▶ **TASK DIRECTIONS**
Every record, down to the last line, must be given again exactly.

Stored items

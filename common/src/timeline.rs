//! 詳細表示のタイムライン
//!
//! Issueの作成・更新・ステータス履歴とコメントを1本の時系列にまとめる。
//! 新しい順に並べ、日付の無いイベントは末尾。

use crate::format::parse_timestamp;
use crate::types::{Comment, Issue};
use chrono::{DateTime, Utc};
use serde::Serialize;
use std::cmp::Ordering;

const STATUS_NOT_AVAILABLE: &str = "Status not available";

/// イベント種別
#[derive(Debug, Clone, Copy, PartialEq, Eq, Serialize)]
#[serde(rename_all = "lowercase")]
pub enum EventKind {
    Status,
    Comment,
}

/// タイムライン1件
#[derive(Debug, Clone, PartialEq, Serialize)]
pub struct TimelineEvent {
    pub kind: EventKind,
    /// APIから受け取ったままの日時文字列
    pub date: Option<String>,
    pub title: String,
    pub description: String,
    pub commenter: Option<String>,
    pub commenter_email: Option<String>,
    pub old_status: Option<String>,
    pub image_full: Option<String>,
    pub image_square: Option<String>,
}

impl TimelineEvent {
    fn status(title: &str, date: Option<String>, description: String) -> Self {
        Self {
            kind: EventKind::Status,
            date,
            title: title.to_string(),
            description,
            commenter: None,
            commenter_email: None,
            old_status: None,
            image_full: None,
            image_square: None,
        }
    }

    pub fn timestamp(&self) -> Option<DateTime<Utc>> {
        self.date.as_deref().and_then(parse_timestamp)
    }
}

/// タイムラインを組み立てる
pub fn build_timeline(issue: &Issue, comments: &[Comment]) -> Vec<TimelineEvent> {
    let status = issue
        .status
        .clone()
        .unwrap_or_else(|| STATUS_NOT_AVAILABLE.to_string());
    let mut events = Vec::new();

    if let Some(created) = &issue.created_at {
        events.push(TimelineEvent::status(
            "Issue Created",
            Some(created.clone()),
            status.clone(),
        ));
    }

    if let Some(updated) = &issue.updated_at {
        if issue.created_at.as_ref() != Some(updated) {
            events.push(TimelineEvent::status(
                "Issue Updated",
                Some(updated.clone()),
                status.clone(),
            ));
        }
    }

    for change in &issue.status_history {
        let mut event = TimelineEvent::status(
            "Status Changed",
            change.date.clone(),
            change
                .status
                .clone()
                .unwrap_or_else(|| "Status updated".to_string()),
        );
        event.old_status = change.old_status.clone();
        events.push(event);
    }

    for comment in comments {
        let date = comment
            .date
            .clone()
            .or_else(|| issue.created_at.clone())
            .or_else(|| issue.updated_at.clone());
        events.push(TimelineEvent {
            kind: EventKind::Comment,
            date,
            title: "Comment".to_string(),
            description: comment
                .text
                .clone()
                .unwrap_or_else(|| "No comment text".to_string()),
            commenter: Some(
                comment
                    .commenter_name
                    .clone()
                    .unwrap_or_else(|| "Anonymous".to_string()),
            ),
            commenter_email: comment.commenter_email.clone(),
            old_status: None,
            image_full: comment.image_full.clone(),
            image_square: comment.image_square.clone(),
        });
    }

    sort_newest_first(&mut events);
    events
}

/// 新しい順（安定ソート。日付不明は末尾）
pub fn sort_newest_first(events: &mut [TimelineEvent]) {
    events.sort_by(|a, b| match (a.timestamp(), b.timestamp()) {
        (Some(x), Some(y)) => y.cmp(&x),
        (Some(_), None) => Ordering::Less,
        (None, Some(_)) => Ordering::Greater,
        (None, None) => Ordering::Equal,
    });
}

▶ **ANSWER BELOW**
filename common/src/timeline.rs
//! 詳細表示のタイムライン
//!
//! Issueの作成・更新・ステータス履歴とコメントを1本の時系列にまとめる。
//! 新しい順に並べ、日付の無いイベントは末尾。

use crate::format::parse_timestamp;
use crate::types::{Comment, Issue};
use chrono::{DateTime, Utc};
use serde::Serialize;
use std::cmp::Ordering;

const STATUS_NOT_AVAILABLE: &str = "Status not available";

/// イベント種別
#[derive(Debug, Clone, Copy, PartialEq, Eq, Serialize)]
#[serde(rename_all = "lowercase")]
pub enum EventKind {
    Status,
    Comment,
}

/// タイムライン1件
#[derive(Debug, Clone, PartialEq, Serialize)]
pub struct TimelineEvent {
    pub kind: EventKind,
    /// APIから受け取ったままの日時文字列
    pub date: Option<String>,
    pub title: String,
    pub description: String,
    pub commenter: Option<String>,
    pub commenter_email: Option<String>,
    pub old_status: Option<String>,
    pub image_full: Option<String>,
    pub image_square: Option<String>,
}

impl TimelineEvent {
    fn status(title: &str, date: Option<String>, description: String) -> Self {
        Self {
            kind: EventKind::Status,
            date,
            title: title.to_string(),
            description,
            commenter: None,
            commenter_email: None,
            old_status: None,
            image_full: None,
            image_square: None,
        }
    }

    pub fn timestamp(&self) -> Option<DateTime<Utc>> {
        self.date.as_deref().and_then(parse_timestamp)
    }
}

/// タイムラインを組み立てる
pub fn build_timeline(issue: &Issue, comments: &[Comment]) -> Vec<TimelineEvent> {
    let status = issue
        .status
        .clone()
        .unwrap_or_else(|| STATUS_NOT_AVAILABLE.to_string());
    let mut events = Vec::new();

    if let Some(created) = &issue.created_at {
        events.push(TimelineEvent::status(
            "Issue Created",
            Some(created.clone()),
            status.clone(),
        ));
    }

    if let Some(updated) = &issue.updated_at {
        if issue.created_at.as_ref() != Some(updated) {
            events.push(TimelineEvent::status(
                "Issue Updated",
                Some(updated.clone()),
                status.clone(),
            ));
        }
    }

    for change in &issue.status_history {
        let mut event = TimelineEvent::status(
            "Status Changed",
            change.date.clone(),
            change
                .status
                .clone()
                .unwrap_or_else(|| "Status updated".to_string()),
        );
        event.old_status = change.old_status.clone();
        events.push(event);
    }

    for comment in comments {
        let date = comment
            .date
            .clone()
            .or_else(|| issue.created_at.clone())
            .or_else(|| issue.updated_at.clone());
        events.push(TimelineEvent {
            kind: EventKind::Comment,
            date,
            title: "Comment".to_string(),
            description: comment
                .text
                .clone()
                .unwrap_or_else(|| "No comment text".to_string()),
            commenter: Some(
                comment
                    .commenter_name
                    .clone()
                    .unwrap_or_else(|| "Anonymous".to_string()),
            ),
            commenter_email: comment.commenter_email.clone(),
            old_status: None,
            image_full: comment.image_full.clone(),
            image_square: comment.image_square.clone(),
        });
    }

    sort_newest_first(&mut events);
    events
}

/// 新しい順（安定ソート。日付不明は末尾）
pub fn sort_newest_first(events: &mut [TimelineEvent]) {
    events.sort_by(|a, b| match (a.timestamp(), b.timestamp()) {
        (Some(x), Some(y)) => y.cmp(&x),
        (Some(_), None) => Ordering::Less,
        (None, Some(_)) => Ordering::Greater,
        (None, None) => Ordering::Equal,
    });
}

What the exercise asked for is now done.